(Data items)
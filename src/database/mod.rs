//! Database layer
//!
//! SQLite persistence for jobs, executions, users, and sessions. The
//! repository is the authoritative store: the dispatcher's live set is only
//! a mirror of the `status = 'active'` rows here.
//!
//! The module is organized into submodules:
//! - `records` - record types (entities) and operation inputs
//! - `users` - user and session operations
//! - `jobs` - job CRUD with ownership scoping
//! - `executions` - execution rows, atomic finalization, pruning

mod executions;
mod jobs;
mod records;
mod users;

pub use records::*;

use anyhow::Result;
use sqlx::sqlite::SqlitePoolOptions;
use sqlx::{Pool, Sqlite, SqlitePool};
use std::path::Path;
use tracing::{error, info};

pub struct Database {
    pool: Pool<Sqlite>,
}

impl Database {
    /// Expose pool for integration test queries
    #[allow(dead_code)]
    pub fn pool(&self) -> &Pool<Sqlite> {
        &self.pool
    }

    pub async fn new(database_path: &str) -> Result<Self> {
        info!("Database path: {}", database_path);

        if let Some(parent) = Path::new(database_path).parent() {
            if let Err(e) = tokio::fs::create_dir_all(parent).await {
                error!("Failed to create database directory {:?}: {}", parent, e);
                return Err(e.into());
            }
        }

        let database_url = format!("sqlite:{}?mode=rwc", database_path);
        let pool = match SqlitePool::connect(&database_url).await {
            Ok(pool) => pool,
            Err(e) => {
                error!("Failed to connect to database at {}: {}", database_path, e);
                return Err(e.into());
            }
        };

        let database = Self { pool };
        database.initialize_tables().await?;
        info!("Database initialized");
        Ok(database)
    }

    /// In-memory database for tests. A single connection keeps every query
    /// on the same ephemeral store.
    pub async fn new_in_memory() -> Result<Self> {
        let pool = SqlitePoolOptions::new()
            .max_connections(1)
            .connect("sqlite::memory:")
            .await?;
        let database = Self { pool };
        database.initialize_tables().await?;
        Ok(database)
    }

    /// Connectivity probe for the liveness endpoint.
    pub async fn ping(&self) -> Result<()> {
        sqlx::query_scalar::<_, i64>("SELECT 1")
            .fetch_one(&self.pool)
            .await?;
        Ok(())
    }

    async fn initialize_tables(&self) -> Result<()> {
        let users_sql = r#"
            CREATE TABLE IF NOT EXISTS users (
                id INTEGER PRIMARY KEY AUTOINCREMENT,
                name TEXT NOT NULL,
                email TEXT UNIQUE NOT NULL,
                password_hash TEXT NOT NULL,
                account_status TEXT NOT NULL DEFAULT 'active',
                created_at DATETIME NOT NULL,
                updated_at DATETIME NOT NULL
            )
        "#;
        if let Err(e) = sqlx::query(users_sql).execute(&self.pool).await {
            error!("Failed to create users table: {}", e);
            return Err(e.into());
        }

        let jobs_sql = r#"
            CREATE TABLE IF NOT EXISTS jobs (
                id INTEGER PRIMARY KEY AUTOINCREMENT,
                user_id INTEGER NOT NULL REFERENCES users(id),
                name TEXT NOT NULL,
                url TEXT NOT NULL,
                method TEXT NOT NULL,
                cron_expression TEXT NOT NULL,
                timezone TEXT NOT NULL DEFAULT 'UTC',
                headers TEXT NOT NULL DEFAULT '{}',
                body TEXT,
                description TEXT,
                status TEXT NOT NULL DEFAULT 'active',
                success_count INTEGER NOT NULL DEFAULT 0,
                failure_count INTEGER NOT NULL DEFAULT 0,
                last_execution DATETIME,
                next_execution DATETIME,
                created_at DATETIME NOT NULL,
                updated_at DATETIME NOT NULL
            )
        "#;
        if let Err(e) = sqlx::query(jobs_sql).execute(&self.pool).await {
            error!("Failed to create jobs table: {}", e);
            return Err(e.into());
        }

        let executions_sql = r#"
            CREATE TABLE IF NOT EXISTS job_executions (
                id INTEGER PRIMARY KEY AUTOINCREMENT,
                job_id INTEGER NOT NULL REFERENCES jobs(id),
                executed_at DATETIME NOT NULL,
                status TEXT NOT NULL,
                duration_ms INTEGER NOT NULL DEFAULT 0,
                response_code INTEGER,
                response_body TEXT,
                response_headers TEXT,
                error_message TEXT,
                triggered_by TEXT NOT NULL DEFAULT 'cron'
            )
        "#;
        if let Err(e) = sqlx::query(executions_sql).execute(&self.pool).await {
            error!("Failed to create job_executions table: {}", e);
            return Err(e.into());
        }

        let sessions_sql = r#"
            CREATE TABLE IF NOT EXISTS user_sessions (
                id TEXT PRIMARY KEY,
                user_id INTEGER NOT NULL REFERENCES users(id),
                expires_at DATETIME NOT NULL,
                created_at DATETIME NOT NULL
            )
        "#;
        if let Err(e) = sqlx::query(sessions_sql).execute(&self.pool).await {
            error!("Failed to create user_sessions table: {}", e);
            return Err(e.into());
        }

        let indexes = [
            "CREATE INDEX IF NOT EXISTS idx_jobs_user_status ON jobs(user_id, status)",
            "CREATE INDEX IF NOT EXISTS idx_jobs_status_next ON jobs(status, next_execution)",
            "CREATE INDEX IF NOT EXISTS idx_executions_job_time ON job_executions(job_id, executed_at DESC)",
            "CREATE INDEX IF NOT EXISTS idx_executions_status ON job_executions(status)",
            "CREATE INDEX IF NOT EXISTS idx_sessions_user ON user_sessions(user_id)",
        ];
        for index_sql in indexes {
            if let Err(e) = sqlx::query(index_sql).execute(&self.pool).await {
                error!("Failed to create index: {}", e);
                return Err(e.into());
            }
        }

        Ok(())
    }
}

• [Aim of the task]
Set down, exactly as written, each line of the data from its opening line through the one containing "with ownership scoping". Output nothing more.

• [Solution to this task]
filename src/database/mod.rs
//! Database layer
//!
//! SQLite persistence for jobs, executions, users, and sessions. The
//! repository is the authoritative store: the dispatcher's live set is only
//! a mirror of the `status = 'active'` rows here.
//!
//! The module is organized into submodules:
//! - `records` - record types (entities) and operation inputs
//! - `users` - user and session operations
//! - `jobs` - job CRUD with ownership scoping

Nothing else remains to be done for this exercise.